# Introduction to Web Scraping in Python

Web scraping is the process of collecting and parsing raw data from the Web, and the Python community has come up with some pretty powerful web scraping tools.
Many disciplines, such as data science, business intelligence, and investigative reporting, can benefit enormously from collecting and analyzing data from websites.

## Scrape and Parse texts from Websites
Collecting data from websites using an automated process is known as web scraping. Some websites explicitly forbid users from scraping their data with automated tools.
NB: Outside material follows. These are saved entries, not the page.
//! ワークフローステップの定義
//!
//! # 責務
//!
//! Workflow を構成する Step の宣言体を提供するモジュール。
//! アプリケーションに対して、[WorkflowStep] を提供する。
//!
//! ステップは名前で一意に識別され、宣言されたシグネチャ（引数・戻り値）と説明を持ちます。
//! 実装本体はここでは持たず、`steps/{name}.lua` に置かれます（無ければ自動生成）。

use crate::error::ConfigError;
use super::dto::WorkflowStepDto;

const LUA_KEYWORDS: [&str; 22] = [
    "and", "break", "do", "else", "elseif", "end", "false", "for", "function", "goto", "if",
    "in", "local", "nil", "not", "or", "repeat", "return", "then", "true", "until", "while",
];

/// ワークフローステップ（ドメインモデル）
///
/// ## DTO との違い
///
/// - [`WorkflowStepDto`](super::dto::WorkflowStepDto): TOML デシリアライズ専用
/// - [`WorkflowStep`]: バリデーション済み、ドメインロジックを持つ
///
/// # 例
///
/// ```rust
/// use autostep::config::WorkflowStep;
///
/// let step = WorkflowStep::new("add_numbers")
///     .with_params(["a", "b"])
///     .with_returns("table")
///     .with_description("Add two numbers")
///     .with_auto_implement(true);
///
/// assert_eq!(step.signature(), "add_numbers(a, b) -> table");
/// ```
#[derive(Debug, Clone, PartialEq, Eq)]
pub struct WorkflowStep {
    name: String,
    params: Vec<String>,
    returns: Option<String>,
    description: Option<String>,
    auto_implement: bool,
    declaration: Option<String>,
}

impl WorkflowStep {
    /// 名前だけを持つステップを生成（auto_implement は無効）
    pub fn new(name: impl Into<String>) -> Self {
        Self {
            name: name.into(),
            params: Vec::new(),
            returns: None,
            description: None,
            auto_implement: false,
            declaration: None,
        }
    }

    pub fn with_params<I, S>(mut self, params: I) -> Self
    where
        I: IntoIterator<Item = S>,
        S: Into<String>,
    {
        self.params = params.into_iter().map(Into::into).collect();
        self
    }

    pub fn with_returns(mut self, returns: impl Into<String>) -> Self {
        self.returns = Some(returns.into());
        self
    }

    pub fn with_description(mut self, description: impl Into<String>) -> Self {
        self.description = Some(description.into());
        self
    }

    pub fn with_auto_implement(mut self, auto_implement: bool) -> Self {
        self.auto_implement = auto_implement;
        self
    }

    /// 明示的な宣言テキストを設定
    ///
    /// `@step` アノテーション行を含んでいても構いません（コード生成時に除去されます）。
    pub fn with_declaration(mut self, declaration: impl Into<String>) -> Self {
        self.declaration = Some(declaration.into());
        self
    }

    pub fn name(&self) -> &str {
        &self.name
    }

    pub fn params(&self) -> &[String] {
        &self.params
    }

    pub fn returns(&self) -> Option<&str> {
        self.returns.as_deref()
    }

    pub fn description(&self) -> Option<&str> {
        self.description.as_deref()
    }

    pub fn auto_implement(&self) -> bool {
        self.auto_implement
    }

    /// シグネチャ文字列（例: `add_numbers(a, b) -> table`）
    pub fn signature(&self) -> String {
        let mut signature = format!("{}({})", self.name, self.params.join(", "));
        if let Some(returns) = &self.returns {
            signature.push_str(" -> ");
            signature.push_str(returns);
        }
        signature
    }

    /// 宣言テキスト
    ///
    /// 明示的な宣言があればそれを、無ければ Lua のスタブ関数として描画したものを返します。
    pub fn declaration(&self) -> String {
        if let Some(declaration) = &self.declaration {
            return declaration.clone();
        }

        let mut lines = Vec::new();
        if let Some(description) = &self.description {
            for line in description.lines() {
                lines.push(format!("--- {}", line.trim()));
            }
        }
        for param in &self.params {
            lines.push(format!("---@param {} any", param));
        }
        if let Some(returns) = &self.returns {
            lines.push(format!("---@return {}", returns));
        }
        lines.push(format!("function {}({})", self.name, self.params.join(", ")));
        lines.push("  error(\"not implemented\")".to_string());
        lines.push("end".to_string());
        lines.join("\n")
    }

    /// ステップ宣言のバリデーション
    ///
    /// - 名前が Lua の識別子として有効であること（予約語は不可）
    /// - 引数名も同様に有効で、重複しないこと
    pub fn validate(&self) -> Result<(), ConfigError> {
        if !is_identifier(&self.name) {
            return Err(ConfigError::Validation(format!(
                "ステップ名 '{}' は識別子として無効です",
                self.name
            )));
        }

        for (index, param) in self.params.iter().enumerate() {
            if !is_identifier(param) {
                return Err(ConfigError::Validation(format!(
                    "ステップ '{}' の引数名 '{}' は識別子として無効です",
                    self.name, param
                )));
            }
            if self.params[..index].contains(param) {
                return Err(ConfigError::Validation(format!(
                    "ステップ '{}' の引数名 '{}' が重複しています",
                    self.name, param
                )));
            }
        }

        Ok(())
    }
}

/// Lua の識別子として有効か
pub(crate) fn is_identifier(value: &str) -> bool {
    let mut chars = value.chars();
    let Some(first) = chars.next() else {
        return false;
    };
    if !(first.is_ascii_alphabetic() || first == '_') {
        return false;
    }
    chars.all(|c| c.is_ascii_alphanumeric() || c == '_') && !LUA_KEYWORDS.contains(&value)
}

/// DTO からドメインモデルへの変換（読み込み方向）
///
/// バリデーションを実施し、不正なデータの場合は [`ConfigError::Validation`] を返します。
impl TryFrom<WorkflowStepDto> for WorkflowStep {
    type Error = ConfigError;

    fn try_from(dto: WorkflowStepDto) -> Result<Self, Self::Error> {
        let step = Self {
            name: dto.name.trim().to_string(),
            params: dto.params.into_iter().map(|p| p.trim().to_string()).collect(),
            returns: dto.returns.filter(|r| !r.trim().is_empty()),
            description: dto.description.filter(|d| !d.trim().is_empty()),
            auto_implement: dto.auto_implement,
            declaration: dto.declaration.filter(|d| !d.trim().is_empty()),
        };
        step.validate()?;
        Ok(step)
    }
}

/// ドメインモデルから DTO への変換（書き込み方向）
impl From<WorkflowStep> for WorkflowStepDto {
    fn from(step: WorkflowStep) -> Self {
        Self {
            name: step.name,
            params: step.params,
            returns: step.returns,
            description: step.description,
            auto_implement: step.auto_implement,
            declaration: step.declaration,
        }
    }
}

#[cfg(test)]
mod tests {
    use super::*;

    #[test]
    fn test_signature_with_returns() {
        let step = WorkflowStep::new("multiply_numbers")
            .with_params(["a", "b"])
            .with_returns("table");
        assert_eq!(step.signature(), "multiply_numbers(a, b) -> table");
    }

    #[test]
    fn test_signature_without_params() {
        let step = WorkflowStep::new("code_step");
        assert_eq!(step.signature(), "code_step()");
    }

    #[test]
    fn test_rendered_declaration_is_lua_stub() {
        let step = WorkflowStep::new("add_numbers")
            .with_params(["a", "b"])
            .with_returns("table")
            .with_description("Add two numbers.");

        let declaration = step.declaration();
        assert!(declaration.starts_with("--- Add two numbers."));
        assert!(declaration.contains("---@param a any"));
        assert!(declaration.contains("---@return table"));
        assert!(declaration.contains("function add_numbers(a, b)"));
        assert!(declaration.trim_end().ends_with("end"));
    }

    #[test]
    fn test_explicit_declaration_wins() {
        let step = WorkflowStep::new("x").with_declaration("function x() end");
        assert_eq!(step.declaration(), "function x() end");
    }

    #[test]
    fn test_validate_rejects_keyword_name() {
        let step = WorkflowStep::new("end");
        assert!(matches!(step.validate(), Err(ConfigError::Validation(_))));
    }

    #[test]
    fn test_validate_rejects_bad_identifier() {
        assert!(WorkflowStep::new("1step").validate().is_err());
        assert!(WorkflowStep::new("my-step").validate().is_err());
        assert!(WorkflowStep::new("").validate().is_err());
    }

    #[test]
    fn test_validate_rejects_duplicate_params() {
        let step = WorkflowStep::new("f").with_params(["a", "a"]);
        assert!(step.validate().is_err());
    }

    #[test]
    fn test_is_identifier() {
        assert!(is_identifier("add_numbers"));
        assert!(is_identifier("_private"));
        assert!(is_identifier("step2"));
        assert!(!is_identifier("function"));
        assert!(!is_identifier("a b"));
    }
}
**Websites have two main reasons to not allow web scraping**
1. To protect its data. For example: Google maps do not allow users to request too many results in a minute.
2. To prevent overuse of their servers. When bots start sending many requests website's servers slow down and thus other users will have slower connection to the website.

One useful package for web scraping that you can find in Python’s standard library is [urllib](https://docs.python.org/3/library/urllib.html), which contains tools for working with URLs.
**urllib** is for opening and reading URLs.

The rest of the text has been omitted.